The input:
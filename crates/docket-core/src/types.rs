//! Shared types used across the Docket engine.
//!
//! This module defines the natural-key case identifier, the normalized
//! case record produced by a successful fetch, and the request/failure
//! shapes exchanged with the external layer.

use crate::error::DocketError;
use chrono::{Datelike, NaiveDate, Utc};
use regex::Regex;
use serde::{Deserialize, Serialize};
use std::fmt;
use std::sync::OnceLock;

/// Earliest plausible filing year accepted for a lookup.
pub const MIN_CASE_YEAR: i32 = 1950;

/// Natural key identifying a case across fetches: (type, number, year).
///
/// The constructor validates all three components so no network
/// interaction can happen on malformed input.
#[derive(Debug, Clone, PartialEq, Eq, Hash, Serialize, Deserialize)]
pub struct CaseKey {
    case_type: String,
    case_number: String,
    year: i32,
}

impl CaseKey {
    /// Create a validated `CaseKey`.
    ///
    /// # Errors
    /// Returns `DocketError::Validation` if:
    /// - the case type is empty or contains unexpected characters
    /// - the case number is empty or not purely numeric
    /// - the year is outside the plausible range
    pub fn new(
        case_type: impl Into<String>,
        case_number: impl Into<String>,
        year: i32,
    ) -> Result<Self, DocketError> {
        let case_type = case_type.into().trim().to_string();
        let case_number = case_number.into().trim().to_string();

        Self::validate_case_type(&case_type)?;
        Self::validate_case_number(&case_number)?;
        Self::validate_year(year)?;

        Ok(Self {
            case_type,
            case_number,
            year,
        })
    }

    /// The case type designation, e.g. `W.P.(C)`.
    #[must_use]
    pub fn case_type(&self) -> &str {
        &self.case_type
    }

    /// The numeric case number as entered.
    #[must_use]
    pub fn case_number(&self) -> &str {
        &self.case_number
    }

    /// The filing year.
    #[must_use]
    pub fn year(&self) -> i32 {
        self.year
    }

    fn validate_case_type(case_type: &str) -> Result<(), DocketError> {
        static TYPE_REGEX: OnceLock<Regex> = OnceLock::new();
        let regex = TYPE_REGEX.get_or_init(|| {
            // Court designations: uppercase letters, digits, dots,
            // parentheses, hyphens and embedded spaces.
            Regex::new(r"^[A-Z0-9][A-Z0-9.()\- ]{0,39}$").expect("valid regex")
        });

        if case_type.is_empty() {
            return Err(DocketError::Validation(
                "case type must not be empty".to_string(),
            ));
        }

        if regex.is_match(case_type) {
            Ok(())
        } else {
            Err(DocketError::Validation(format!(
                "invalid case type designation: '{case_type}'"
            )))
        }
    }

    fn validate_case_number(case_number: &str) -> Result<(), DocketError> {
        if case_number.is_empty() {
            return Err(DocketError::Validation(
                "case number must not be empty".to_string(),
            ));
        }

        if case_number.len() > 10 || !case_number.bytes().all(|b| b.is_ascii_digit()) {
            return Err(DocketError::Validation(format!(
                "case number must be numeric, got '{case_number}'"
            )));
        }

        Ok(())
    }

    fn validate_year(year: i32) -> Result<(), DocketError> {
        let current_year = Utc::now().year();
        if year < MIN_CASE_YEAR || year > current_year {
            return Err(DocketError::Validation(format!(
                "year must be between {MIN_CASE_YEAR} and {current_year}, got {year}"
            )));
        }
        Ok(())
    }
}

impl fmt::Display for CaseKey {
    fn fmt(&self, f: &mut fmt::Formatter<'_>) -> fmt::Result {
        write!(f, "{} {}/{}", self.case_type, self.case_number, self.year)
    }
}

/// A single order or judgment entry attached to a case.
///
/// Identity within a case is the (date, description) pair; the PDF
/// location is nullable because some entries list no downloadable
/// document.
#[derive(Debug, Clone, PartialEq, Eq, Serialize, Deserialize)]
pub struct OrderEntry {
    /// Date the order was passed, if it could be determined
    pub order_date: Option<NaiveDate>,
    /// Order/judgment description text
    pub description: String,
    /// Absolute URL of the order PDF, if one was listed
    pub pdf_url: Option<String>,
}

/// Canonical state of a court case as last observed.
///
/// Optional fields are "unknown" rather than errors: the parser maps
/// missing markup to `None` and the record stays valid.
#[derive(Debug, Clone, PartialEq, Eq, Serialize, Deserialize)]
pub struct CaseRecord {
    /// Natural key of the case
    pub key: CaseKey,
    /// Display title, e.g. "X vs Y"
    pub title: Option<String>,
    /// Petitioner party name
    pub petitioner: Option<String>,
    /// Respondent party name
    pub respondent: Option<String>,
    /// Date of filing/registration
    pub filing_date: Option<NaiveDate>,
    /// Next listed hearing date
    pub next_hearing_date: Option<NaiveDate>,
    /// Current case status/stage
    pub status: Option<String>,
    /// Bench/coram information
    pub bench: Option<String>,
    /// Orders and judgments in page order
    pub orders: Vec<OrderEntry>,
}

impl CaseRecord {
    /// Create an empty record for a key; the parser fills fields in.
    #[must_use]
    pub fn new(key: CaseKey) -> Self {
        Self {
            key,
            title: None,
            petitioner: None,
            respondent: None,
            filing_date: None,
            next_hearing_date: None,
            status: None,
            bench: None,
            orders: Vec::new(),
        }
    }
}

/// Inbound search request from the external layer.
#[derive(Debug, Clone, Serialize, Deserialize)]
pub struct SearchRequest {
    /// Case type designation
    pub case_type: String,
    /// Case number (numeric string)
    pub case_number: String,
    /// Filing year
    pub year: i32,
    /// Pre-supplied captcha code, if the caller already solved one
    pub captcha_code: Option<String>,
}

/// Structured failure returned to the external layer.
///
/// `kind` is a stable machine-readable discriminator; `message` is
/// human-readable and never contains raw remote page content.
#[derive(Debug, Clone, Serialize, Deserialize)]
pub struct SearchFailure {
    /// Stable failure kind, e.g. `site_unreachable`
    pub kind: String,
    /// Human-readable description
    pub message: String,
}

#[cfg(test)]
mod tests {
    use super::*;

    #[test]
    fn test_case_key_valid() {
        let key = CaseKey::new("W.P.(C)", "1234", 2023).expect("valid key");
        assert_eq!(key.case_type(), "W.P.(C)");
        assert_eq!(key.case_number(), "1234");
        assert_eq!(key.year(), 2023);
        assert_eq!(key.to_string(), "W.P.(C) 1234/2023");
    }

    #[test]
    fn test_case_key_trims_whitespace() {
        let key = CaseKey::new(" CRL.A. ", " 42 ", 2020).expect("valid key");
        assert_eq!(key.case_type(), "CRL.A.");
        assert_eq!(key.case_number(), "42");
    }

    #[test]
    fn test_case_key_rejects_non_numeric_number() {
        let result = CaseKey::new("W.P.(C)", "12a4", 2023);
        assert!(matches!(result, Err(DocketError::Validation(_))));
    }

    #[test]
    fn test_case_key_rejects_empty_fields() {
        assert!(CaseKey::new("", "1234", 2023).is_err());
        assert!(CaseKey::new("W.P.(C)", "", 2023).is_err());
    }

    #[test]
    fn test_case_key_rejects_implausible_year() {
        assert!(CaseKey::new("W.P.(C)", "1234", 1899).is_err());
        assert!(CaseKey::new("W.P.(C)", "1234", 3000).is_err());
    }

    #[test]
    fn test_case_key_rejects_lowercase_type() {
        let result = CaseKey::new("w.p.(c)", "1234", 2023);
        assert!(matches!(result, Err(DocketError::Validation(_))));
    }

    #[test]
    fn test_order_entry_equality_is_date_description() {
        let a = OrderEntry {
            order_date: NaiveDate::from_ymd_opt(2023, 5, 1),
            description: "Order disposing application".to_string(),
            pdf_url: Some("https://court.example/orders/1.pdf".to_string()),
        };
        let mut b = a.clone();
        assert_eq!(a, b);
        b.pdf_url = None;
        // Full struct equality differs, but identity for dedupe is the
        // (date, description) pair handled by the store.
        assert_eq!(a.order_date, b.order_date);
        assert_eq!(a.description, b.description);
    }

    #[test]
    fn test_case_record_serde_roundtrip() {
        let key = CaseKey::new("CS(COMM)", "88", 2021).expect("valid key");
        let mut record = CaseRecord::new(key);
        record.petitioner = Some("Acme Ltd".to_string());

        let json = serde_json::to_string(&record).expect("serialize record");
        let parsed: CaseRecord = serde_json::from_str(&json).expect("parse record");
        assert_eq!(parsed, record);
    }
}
--
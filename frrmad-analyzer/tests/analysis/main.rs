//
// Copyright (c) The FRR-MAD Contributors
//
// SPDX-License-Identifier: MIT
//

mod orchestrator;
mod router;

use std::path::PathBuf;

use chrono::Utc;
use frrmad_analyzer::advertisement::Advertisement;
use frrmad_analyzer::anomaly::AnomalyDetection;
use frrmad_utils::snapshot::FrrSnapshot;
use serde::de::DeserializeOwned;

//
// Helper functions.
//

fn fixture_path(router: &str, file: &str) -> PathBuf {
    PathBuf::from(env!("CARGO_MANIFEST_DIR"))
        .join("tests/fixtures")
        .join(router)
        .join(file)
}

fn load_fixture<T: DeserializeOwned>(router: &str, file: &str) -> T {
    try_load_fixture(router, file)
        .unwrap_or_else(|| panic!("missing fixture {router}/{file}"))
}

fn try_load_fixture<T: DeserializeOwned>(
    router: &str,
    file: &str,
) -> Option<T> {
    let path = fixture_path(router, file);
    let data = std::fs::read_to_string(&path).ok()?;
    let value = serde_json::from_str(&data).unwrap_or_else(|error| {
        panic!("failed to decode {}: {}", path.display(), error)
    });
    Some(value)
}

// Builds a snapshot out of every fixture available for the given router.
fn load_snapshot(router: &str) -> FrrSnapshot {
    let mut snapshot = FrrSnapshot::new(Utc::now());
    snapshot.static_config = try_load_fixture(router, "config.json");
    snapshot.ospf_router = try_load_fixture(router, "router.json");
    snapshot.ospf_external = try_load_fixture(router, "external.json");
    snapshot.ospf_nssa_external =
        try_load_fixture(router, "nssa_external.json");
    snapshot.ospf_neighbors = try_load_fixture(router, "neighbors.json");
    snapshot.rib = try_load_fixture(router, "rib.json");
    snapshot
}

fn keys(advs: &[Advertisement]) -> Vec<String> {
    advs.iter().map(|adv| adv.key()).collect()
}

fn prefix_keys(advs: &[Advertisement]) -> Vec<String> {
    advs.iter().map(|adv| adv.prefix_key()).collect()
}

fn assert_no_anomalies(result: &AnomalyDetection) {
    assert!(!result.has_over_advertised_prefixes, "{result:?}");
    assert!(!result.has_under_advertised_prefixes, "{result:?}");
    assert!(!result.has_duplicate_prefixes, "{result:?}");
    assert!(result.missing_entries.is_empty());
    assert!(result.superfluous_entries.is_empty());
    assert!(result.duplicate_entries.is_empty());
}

Assignment: After reading the records above, give the number of lines that include "join", and add nothing else.

Exercise response: 3